What you are asked to do: Only certain lines below are wanted: those starting at the line containing "if owner != get_eth_addr_from_secret(secret_key)" and ending at the line containing "let data = encode_erc20_approve(spender, amount)", both included, each retyped exactly.

====== Source data

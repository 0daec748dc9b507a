use super::{BatchPreconditionError, CustomError, LedgerError};
use crate::utils::ConversionError;
use std::fmt::Display;
use rustc_hex::FromHexError;
use std::num::ParseIntError;
use web3::ethabi::ethereum_types::FromDecStrErr;

/// Enum containing all possible errors used in the library
#[derive(Debug)]
pub enum ErrorBag {
    ParseError(ParseIntError),
    IoError(std::io::Error),
    CustomError(CustomError),
    BatchPrecondition(BatchPreconditionError),
    LedgerError(LedgerError),
    EthAbiError(web3::ethabi::Error),
    Web3Error(web3::Error),
    ConversionError(ConversionError),
    FromHexError(FromHexError),
    FromDecStrErr(FromDecStrErr),
}

impl Display for ErrorBag {
    fn fmt(&self, f: &mut std::fmt::Formatter<'_>) -> std::fmt::Result {
        match self {
            ErrorBag::ParseError(parse_int_error) => write!(f, "{parse_int_error}"),
            ErrorBag::IoError(io_error) => write!(f, "{io_error}"),
            ErrorBag::CustomError(custom_error) => write!(f, "{custom_error}"),
            ErrorBag::BatchPrecondition(precondition_error) => {
                write!(f, "{precondition_error}")
            }
            ErrorBag::LedgerError(ledger_error) => write!(f, "{ledger_error}"),
            ErrorBag::EthAbiError(eth_abi_error) => write!(f, "{eth_abi_error:?}"),
            ErrorBag::Web3Error(web3_error) => write!(f, "{web3_error:?}"),
            ErrorBag::ConversionError(conversion_error) => write!(f, "{conversion_error:?}"),
            ErrorBag::FromHexError(from_hex_error) => write!(f, "{from_hex_error:?}"),
            ErrorBag::FromDecStrErr(from_dec_str_err) => write!(f, "{from_dec_str_err:?}"),
        }
    }
}

impl std::error::Error for ErrorBag {}

impl From<ParseIntError> for ErrorBag {
    fn from(err: ParseIntError) -> Self {
        ErrorBag::ParseError(err)
    }
}

impl From<std::io::Error> for ErrorBag {
    fn from(err: std::io::Error) -> Self {
        ErrorBag::IoError(err)
    }
}

impl From<CustomError> for ErrorBag {
    fn from(err: CustomError) -> Self {
        ErrorBag::CustomError(err)
    }
}

impl From<BatchPreconditionError> for ErrorBag {
    fn from(err: BatchPreconditionError) -> Self {
        ErrorBag::BatchPrecondition(err)
    }
}

impl From<LedgerError> for ErrorBag {
    fn from(err: LedgerError) -> Self {
        ErrorBag::LedgerError(err)
    }
}

impl From<web3::ethabi::Error> for ErrorBag {
    fn from(err: web3::ethabi::Error) -> Self {
        ErrorBag::EthAbiError(err)
    }
}

impl From<web3::Error> for ErrorBag {
    fn from(err: web3::Error) -> Self {
        ErrorBag::Web3Error(err)
    }
}

impl From<ConversionError> for ErrorBag {
    fn from(err: ConversionError) -> Self {
        ErrorBag::ConversionError(err)
    }
}

impl From<FromHexError> for ErrorBag {
    fn from(err: FromHexError) -> Self {
        ErrorBag::FromHexError(err)
    }
}

impl From<FromDecStrErr> for ErrorBag {
    fn from(err: FromDecStrErr) -> Self {
        ErrorBag::FromDecStrErr(err)
    }
}

impl ErrorBag {
    /// Returns the named precondition error when this failure was a
    /// batch shape/size rejection.
    pub fn as_batch_precondition(&self) -> Option<&BatchPreconditionError> {
        match self {
            ErrorBag::BatchPrecondition(err) => Some(err),
            _ => None,
        }
    }
}
use crate::contracts::{
    decode_allowance_array, encode_batch_check_allowances, encode_batch_revoke,
    encode_erc20_allowance, encode_erc20_approve, encode_max_batch_size,
};
use crate::error::{BatchPreconditionError, GuardError, LedgerError};
use crate::operator::{TokenLedger, MAX_BATCH_SIZE};
use crate::{err_create, err_custom_create, err_from};
use async_trait::async_trait;
use secp256k1::{PublicKey, SecretKey};
use sha3::Digest;
use sha3::Keccak256;
use web3::transports::Http;
use web3::types::{Address, Bytes, CallRequest, TransactionParameters, H256, U256};
use web3::Web3;

pub fn get_eth_addr_from_secret(secret_key: &SecretKey) -> Address {
    Address::from_slice(
        &Keccak256::digest(
            &PublicKey::from_secret_key(&secp256k1::Secp256k1::new(), secret_key)
                .serialize_uncompressed()[1..65],
        )
        .as_slice()[12..],
    )
}

/// Token ledger backed by a web3 provider. Reads go through eth_call,
/// revocations are signed approve-to-zero transactions sent from the
/// key held here.
pub struct Web3TokenLedger {
    web3: Web3<Http>,
    secret_key: Option<SecretKey>,
    chain_id: u64,
    max_fee_per_gas: Option<U256>,
    priority_fee: Option<U256>,
}

impl Web3TokenLedger {
    /// Ledger that can only answer allowance queries
    pub fn read_only(web3: Web3<Http>, chain_id: u64) -> Self {
        Web3TokenLedger {
            web3,
            secret_key: None,
            chain_id,
            max_fee_per_gas: None,
            priority_fee: None,
        }
    }

    pub fn with_signer(
        web3: Web3<Http>,
        secret_key: SecretKey,
        chain_id: u64,
        max_fee_per_gas: Option<U256>,
        priority_fee: Option<U256>,
    ) -> Self {
        Web3TokenLedger {
            web3,
            secret_key: Some(secret_key),
            chain_id,
            max_fee_per_gas,
            priority_fee,
        }
    }

    pub fn signer_address(&self) -> Option<Address> {
        self.secret_key.as_ref().map(get_eth_addr_from_secret)
    }
}

#[async_trait]
impl TokenLedger for Web3TokenLedger {
    async fn allowance(
        &self,
        token: Address,
        owner: Address,
        spender: Address,
    ) -> Result<U256, LedgerError> {
        let data = encode_erc20_allowance(owner, spender)
            .map_err(|err| LedgerError::Rpc(err.to_string()))?;
        let call_request = CallRequest {
            from: Some(owner),
            to: Some(token),
            data: Some(Bytes(data)),
            ..Default::default()
        };
        let res = self
            .web3
            .eth()
            .call(call_request, None)
            .await
            .map_err(|err| LedgerError::Rpc(err.to_string()))?;
        // an address without code answers with an empty body
        if res.0.len() != 32 {
            return Err(LedgerError::NoCode(token));
        }
        let allowance = U256::from_big_endian(&res.0);
        log::debug!(
            "Check allowance: owner: {:?}, token: {:?}, spender: {:?}, allowance: {:?}",
            owner,
            token,
            spender,
            allowance
        );
        Ok(allowance)
    }

    async fn approve(
        &self,
        owner: Address,
        token: Address,
        spender: Address,
        amount: U256,
    ) -> Result<(), LedgerError> {
        let Some(secret_key) = self.secret_key.as_ref() else {
            return Err(LedgerError::Reverted(
                "no signing key configured".to_string(),
            ));
        };
        if owner != get_eth_addr_from_secret(secret_key) {
            return Err(LedgerError::Reverted(format!(
                "owner {owner:#x} does not match signing key"
            )));
        }
        let data = encode_erc20_approve(spender, amount)
            .map_err(|err| LedgerError::Rpc(err.to_string()))?;
        let tx_object = TransactionParameters {
            to: Some(token),
            data: Bytes(data),
            gas: U256::from(100_000),
            chain_id: Some(self.chain_id),
            max_fee_per_gas: self.max_fee_per_gas,
            max_priority_fee_per_gas: self.priority_fee,
            ..Default::default()
        };
        let signed = self
            .web3
            .accounts()
            .sign_transaction(tx_object, secret_key)
            .await
            .map_err(|err| LedgerError::Rpc(err.to_string()))?;
        let tx_hash = self
            .web3
            .eth()
            .send_raw_transaction(signed.raw_transaction)
            .await
            .map_err(|err| LedgerError::Rpc(err.to_string()))?;
        log::info!(
            "Approve tx sent, token: {:#x}, spender: {:#x}, amount: {}, hash: {:#x}",
            token,
            spender,
            amount,
            tx_hash
        );
        Ok(())
    }
}

fn check_batch_shape(tokens: &[Address], spenders: &[Address]) -> Result<(), GuardError> {
    if tokens.len() != spenders.len() {
        return Err(err_create!(BatchPreconditionError::ArrayLengthMismatch {
            tokens: tokens.len(),
            spenders: spenders.len(),
        }));
    }
    if tokens.is_empty() {
        return Err(err_create!(BatchPreconditionError::EmptyArrays));
    }
    Ok(())
}

/// Reads many allowances in one eth_call through the deployed
/// batch-revoke contract. Shape checks run locally so the caller gets a
/// named error before anything goes on the wire.
pub async fn batch_check_allowances_on_chain(
    web3: &Web3<Http>,
    contract_address: Address,
    owner: Address,
    tokens: Vec<Address>,
    spenders: Vec<Address>,
) -> Result<Vec<U256>, GuardError> {
    check_batch_shape(&tokens, &spenders)?;
    let call_request = CallRequest {
        to: Some(contract_address),
        data: Some(Bytes(
            encode_batch_check_allowances(owner, tokens, spenders).map_err(err_from!())?,
        )),
        ..Default::default()
    };
    let res = web3
        .eth()
        .call(call_request, None)
        .await
        .map_err(err_from!())?;
    decode_allowance_array(&res.0)
}

/// Submits one batchRevoke transaction to the deployed contract. Size
/// and shape preconditions are validated locally before the transaction
/// is signed, mirroring the contract's own named errors.
pub async fn batch_revoke_on_chain(
    web3: &Web3<Http>,
    contract_address: Address,
    secret_key: &SecretKey,
    chain_id: u64,
    tokens: Vec<Address>,
    spenders: Vec<Address>,
) -> Result<H256, GuardError> {
    check_batch_shape(&tokens, &spenders)?;
    if tokens.len() > MAX_BATCH_SIZE {
        return Err(err_create!(BatchPreconditionError::BatchTooLarge {
            len: tokens.len(),
            max: MAX_BATCH_SIZE,
        }));
    }

    let count = tokens.len();
    let tx_object = TransactionParameters {
        to: Some(contract_address),
        data: Bytes(encode_batch_revoke(tokens, spenders).map_err(err_from!())?),
        // every item is one external approve call, leave generous room
        gas: U256::from(60_000_u64 * count as u64 + 50_000),
        chain_id: Some(chain_id),
        ..Default::default()
    };
    let signed = web3
        .accounts()
        .sign_transaction(tx_object, secret_key)
        .await
        .map_err(err_from!())?;
    let tx_hash = web3
        .eth()
        .send_raw_transaction(signed.raw_transaction)
        .await
        .map_err(err_from!())?;
    log::info!("batchRevoke tx sent, {} items, hash: {:#x}", count, tx_hash);
    Ok(tx_hash)
}

pub async fn max_batch_size_on_chain(
    web3: &Web3<Http>,
    contract_address: Address,
) -> Result<U256, GuardError> {
    let call_request = CallRequest {
        to: Some(contract_address),
        data: Some(Bytes(encode_max_batch_size().map_err(err_from!())?)),
        ..Default::default()
    };
    let res = web3
        .eth()
        .call(call_request, None)
        .await
        .map_err(err_from!())?;
    if res.0.len() != 32 {
        return Err(err_custom_create!(
            "Invalid response from MAX_BATCH_SIZE check {:?}",
            res
        ));
    }
    Ok(U256::from_big_endian(&res.0))
}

============

Result for this exercise:
        if owner != get_eth_addr_from_secret(secret_key) {
            return Err(LedgerError::Reverted(format!(
                "owner {owner:#x} does not match signing key"
            )));
        }
        let data = encode_erc20_approve(spender, amount)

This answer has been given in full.